Required action
Search the listing below for the string "server" and copy every line where it occurs.
--- Given data ---
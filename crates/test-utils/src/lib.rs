pub mod builders;
pub mod fake_executor;
pub mod recording;
pub mod scripted;

use std::sync::Once;
use tracing_subscriber::{fmt, EnvFilter};

static INIT: Once = Once::new();

/// Initialise tracing for tests.
///
/// - Uses `with_test_writer()`, so logs are captured per-test.
/// - The Rust test harness only prints captured output for **failing** tests
///   (unless you run with `-- --nocapture`).
///
/// Enable levels with e.g.:
/// `RUST_LOG=debug cargo test`
pub fn init_tracing() {
    INIT.call_once(|| {
        let filter =
            EnvFilter::try_from_default_env().unwrap_or_else(|_| EnvFilter::new("info"));

        fmt()
            .with_env_filter(filter)
            .with_test_writer()
            .with_target(true)
            .init();
    });
}

/// Run a future with a 5-second timeout.
#[allow(dead_code)]
pub async fn with_timeout<F, T>(f: F) -> T
where
    F: std::future::Future<Output = T>,
{
    tokio::time::timeout(std::time::Duration::from_secs(5), f)
        .await
        .expect("Test timed out after 5 seconds")
}
// tests/scheduler.rs

use std::io;
use std::sync::Arc;
use std::time::Duration;

use taskpipe::exec::ExecutorBackend;
use taskpipe::output::{DecoratedOutputWriter, OutputConfig, SharedWriter, TaskOutput};
use taskpipe::scheduler::{ExecutionGraph, RunSummary, Scheduler, Stage, StageStatus};
use taskpipe_test_utils::fake_executor::{FakeExecutor, FakeProcess};
use taskpipe_test_utils::recording::{Event, RecordingDecorator};
use taskpipe_test_utils::{init_tracing, with_timeout};

type TestResult = Result<(), Box<dyn std::error::Error>>;

struct Harness {
    executor: Arc<FakeExecutor>,
    recorder: Arc<RecordingDecorator>,
    output: Arc<TaskOutput>,
}

impl Harness {
    fn new(executor: FakeExecutor) -> Self {
        let recorder = RecordingDecorator::new();
        let output = {
            let recorder = Arc::clone(&recorder);
            Arc::new(TaskOutput::with_decorator(
                &OutputConfig::to_writer(SharedWriter::new(io::sink())),
                move |_, _| recorder as Arc<dyn DecoratedOutputWriter>,
            ))
        };
        Self {
            executor: Arc::new(executor),
            recorder,
            output,
        }
    }

    fn scheduler(&self) -> Scheduler {
        let executor: Arc<dyn ExecutorBackend> = self.executor.clone();
        Scheduler::new(executor, Arc::clone(&self.output))
    }

    async fn run(&self, graph: &Arc<ExecutionGraph>) -> RunSummary {
        with_timeout(self.scheduler().schedule(graph))
            .await
            .expect("schedule failed")
    }
}

fn statuses(summary: &RunSummary) -> Vec<(String, StageStatus)> {
    summary
        .stages
        .iter()
        .map(|r| (r.name.clone(), r.status))
        .collect()
}

#[tokio::test]
async fn chain_runs_in_dependency_order() -> TestResult {
    init_tracing();

    let graph = ExecutionGraph::new(
        "chain",
        vec![
            Stage::new("c", "echo c").after("b"),
            Stage::new("a", "echo a"),
            Stage::new("b", "echo b").after("a"),
        ],
    )?;
    let harness = Harness::new(
        FakeExecutor::new()
            .with_process("a", FakeProcess::success().with_stdout("from a\n"))
            .with_process("b", FakeProcess::success().with_stderr("warn b\n")),
    );

    let summary = harness.run(&graph).await;

    assert!(summary.is_success());
    assert_eq!(harness.executor.spawned(), vec!["a", "b", "c"]);
    assert_eq!(
        statuses(&summary),
        vec![
            ("a".to_string(), StageStatus::Done),
            ("b".to_string(), StageStatus::Done),
            ("c".to_string(), StageStatus::Done),
        ]
    );
    assert_eq!(summary.get("a").unwrap().output, b"from a\n");
    assert_eq!(summary.get("b").unwrap().output, b"warn b\n");
    assert_eq!(summary.get("a").unwrap().exit_code, Some(0));
    assert!(graph.is_done());
    assert!(harness.output.is_closed());

    // Every stage run is wrapped in exactly one header and footer.
    let events = harness.recorder.events();
    for name in ["a", "b", "c"] {
        let header = events.iter().position(|e| *e == Event::Header(name.into()));
        let footer = events.iter().position(|e| *e == Event::Footer(name.into()));
        assert!(header.is_some() && footer.is_some() && header < footer);
    }
    Ok(())
}

#[tokio::test]
async fn independent_stages_run_concurrently() -> TestResult {
    init_tracing();

    let graph = ExecutionGraph::new(
        "fan-out",
        vec![
            Stage::new("slow1", "sleep"),
            Stage::new("slow2", "sleep"),
            Stage::new("join", "true").after("slow1").after("slow2"),
        ],
    )?;
    let delay = Duration::from_millis(300);
    let harness = Harness::new(
        FakeExecutor::new()
            .with_process("slow1", FakeProcess::success().with_delay(delay))
            .with_process("slow2", FakeProcess::success().with_delay(delay)),
    );

    let started = std::time::Instant::now();
    let summary = harness.run(&graph).await;

    assert!(summary.is_success());
    assert!(started.elapsed() < Duration::from_millis(550));
    assert_eq!(harness.executor.spawned().last().map(String::as_str), Some("join"));
    Ok(())
}

#[tokio::test]
async fn failure_skips_dependents_and_cancels_the_rest() -> TestResult {
    init_tracing();

    let graph = ExecutionGraph::new(
        "failing",
        vec![
            Stage::new("broken", "exit 2"),
            Stage::new("after_broken", "true").after("broken"),
            Stage::new("deeper", "true").after("after_broken"),
            Stage::new("long", "sleep 30"),
            Stage::new("after_long", "true").after("long"),
        ],
    )?;
    let harness = Harness::new(
        FakeExecutor::new()
            .with_process(
                "broken",
                FakeProcess::failing(2).with_delay(Duration::from_millis(50)),
            )
            .with_process("long", FakeProcess::hanging()),
    );

    let summary = harness.run(&graph).await;

    assert!(!summary.is_success());
    assert_eq!(summary.status_of("broken"), Some(StageStatus::Error));
    assert_eq!(summary.get("broken").unwrap().exit_code, Some(2));
    assert_eq!(summary.status_of("after_broken"), Some(StageStatus::Skipped));
    assert_eq!(summary.status_of("deeper"), Some(StageStatus::Skipped));
    assert_eq!(summary.status_of("long"), Some(StageStatus::Canceled));
    assert_eq!(summary.status_of("after_long"), Some(StageStatus::Canceled));

    let spawned = harness.executor.spawned();
    assert!(!spawned.contains(&"after_broken".to_string()));
    assert!(!spawned.contains(&"after_long".to_string()));
    Ok(())
}

#[tokio::test]
async fn allowed_failure_lets_dependents_run() -> TestResult {
    init_tracing();

    let graph = ExecutionGraph::new(
        "tolerant",
        vec![
            Stage::new("flaky", "exit 1").with_allow_failure(true),
            Stage::new("next", "true").after("flaky"),
        ],
    )?;
    let harness = Harness::new(FakeExecutor::new().with_process("flaky", FakeProcess::failing(1)));

    let summary = harness.run(&graph).await;

    assert!(summary.is_success());
    assert_eq!(summary.status_of("flaky"), Some(StageStatus::Error));
    assert_eq!(summary.status_of("next"), Some(StageStatus::Done));
    Ok(())
}

#[tokio::test]
async fn false_condition_skips_without_blocking_dependents() -> TestResult {
    init_tracing();

    let graph = ExecutionGraph::new(
        "conditional",
        vec![
            Stage::new("deploy", "deploy.sh").with_condition("test \"$BRANCH\" = main"),
            Stage::new("notify", "notify.sh").after("deploy"),
        ],
    )?;
    let harness = Harness::new(FakeExecutor::new().with_condition("deploy", false));

    let summary = harness.run(&graph).await;

    assert!(summary.is_success());
    assert_eq!(summary.status_of("deploy"), Some(StageStatus::Skipped));
    assert_eq!(summary.status_of("notify"), Some(StageStatus::Done));
    assert_eq!(harness.executor.spawned(), vec!["notify"]);

    // Skipped stages never touch the output.
    assert!(!harness
        .recorder
        .events()
        .contains(&Event::Header("deploy".into())));
    Ok(())
}

#[tokio::test]
async fn condition_and_spawn_errors_fail_the_stage() -> TestResult {
    init_tracing();

    let graph = ExecutionGraph::new(
        "errors",
        vec![
            Stage::new("cond", "true")
                .with_condition("broken")
                .with_allow_failure(true),
            Stage::new("nospawn", "true").after("cond"),
            Stage::new("never", "true").after("nospawn"),
        ],
    )?;
    let harness = Harness::new(
        FakeExecutor::new()
            .with_failing_condition("cond")
            .with_spawn_error("nospawn"),
    );

    let summary = harness.run(&graph).await;

    assert!(!summary.is_success());
    assert_eq!(summary.status_of("cond"), Some(StageStatus::Error));
    assert_eq!(summary.status_of("nospawn"), Some(StageStatus::Error));
    assert_eq!(summary.get("nospawn").unwrap().exit_code, None);
    assert_eq!(summary.status_of("never"), Some(StageStatus::Skipped));
    Ok(())
}

#[tokio::test]
async fn executor_error_is_a_stage_error() -> TestResult {
    init_tracing();

    let graph = ExecutionGraph::new("exec-error", vec![Stage::new("boom", "true")])?;
    let harness = Harness::new(FakeExecutor::new().with_process("boom", FakeProcess::erroring("wait failed")));

    let summary = harness.run(&graph).await;

    assert_eq!(summary.status_of("boom"), Some(StageStatus::Error));
    assert!(!summary.is_success());
    Ok(())
}

#[tokio::test]
async fn external_cancel_stops_running_and_waiting_stages() -> TestResult {
    init_tracing();

    let graph = ExecutionGraph::new(
        "cancelled",
        vec![
            Stage::new("server", "serve"),
            Stage::new("client", "curl").after("server"),
        ],
    )?;
    let harness = Harness::new(FakeExecutor::new().with_process("server", FakeProcess::hanging()));
    let scheduler = Arc::new(harness.scheduler());

    let run = {
        let scheduler = Arc::clone(&scheduler);
        let graph = Arc::clone(&graph);
        tokio::spawn(async move { scheduler.schedule(&graph).await })
    };

    tokio::time::sleep(Duration::from_millis(100)).await;
    assert_eq!(graph.stage("server").unwrap().read_status(), StageStatus::Running);
    scheduler.cancel();

    let summary = with_timeout(run).await??;
    assert!(scheduler.is_cancelled());
    assert_eq!(summary.status_of("server"), Some(StageStatus::Canceled));
    assert_eq!(summary.status_of("client"), Some(StageStatus::Canceled));
    assert!(!summary.is_success());
    assert!(harness.output.is_closed());
    Ok(())
}

#[tokio::test]
async fn slow_condition_check_runs_alongside_other_stages() -> TestResult {
    init_tracing();

    let graph = ExecutionGraph::new(
        "gated",
        vec![
            Stage::new("deploy", "ship").with_condition("check-release"),
            Stage::new("lint", "lint"),
        ],
    )?;
    let harness = Harness::new(
        FakeExecutor::new().with_condition_delay("deploy", Duration::from_secs(3)),
    );
    let scheduler = Arc::new(harness.scheduler());

    let run = {
        let scheduler = Arc::clone(&scheduler);
        let graph = Arc::clone(&graph);
        tokio::spawn(async move { scheduler.schedule(&graph).await })
    };

    tokio::time::sleep(Duration::from_millis(200)).await;
    assert_eq!(graph.stage("lint").unwrap().read_status(), StageStatus::Done);
    assert_eq!(graph.stage("deploy").unwrap().read_status(), StageStatus::Waiting);

    let started = std::time::Instant::now();
    scheduler.cancel();
    let summary = with_timeout(run).await??;

    assert!(
        started.elapsed() < Duration::from_secs(1),
        "cancel waited for the condition check: {:?}",
        started.elapsed()
    );
    assert_eq!(summary.status_of("deploy"), Some(StageStatus::Canceled));
    assert_eq!(summary.status_of("lint"), Some(StageStatus::Done));
    assert_eq!(harness.executor.spawned(), vec!["lint"]);
    Ok(())
}

#[tokio::test]
async fn durations_cover_the_stage_run() -> TestResult {
    init_tracing();

    let graph = ExecutionGraph::new("timed", vec![Stage::new("wait", "sleep")])?;
    let harness = Harness::new(FakeExecutor::new().with_process(
        "wait",
        FakeProcess::success().with_delay(Duration::from_millis(120)),
    ));

    let summary = harness.run(&graph).await;

    let report = summary.get("wait").unwrap();
    assert!(report.duration.num_milliseconds() >= 100);
    let stage = graph.stage("wait").unwrap();
    assert!(stage.start().is_some() && stage.end().is_some());
    Ok(())
}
---
Your solution
            Stage::new("server", "serve"),
            Stage::new("client", "curl").after("server"),
    let harness = Harness::new(FakeExecutor::new().with_process("server", FakeProcess::hanging()));
    assert_eq!(graph.stage("server").unwrap().read_status(), StageStatus::Running);
    assert_eq!(summary.status_of("server"), Some(StageStatus::Canceled));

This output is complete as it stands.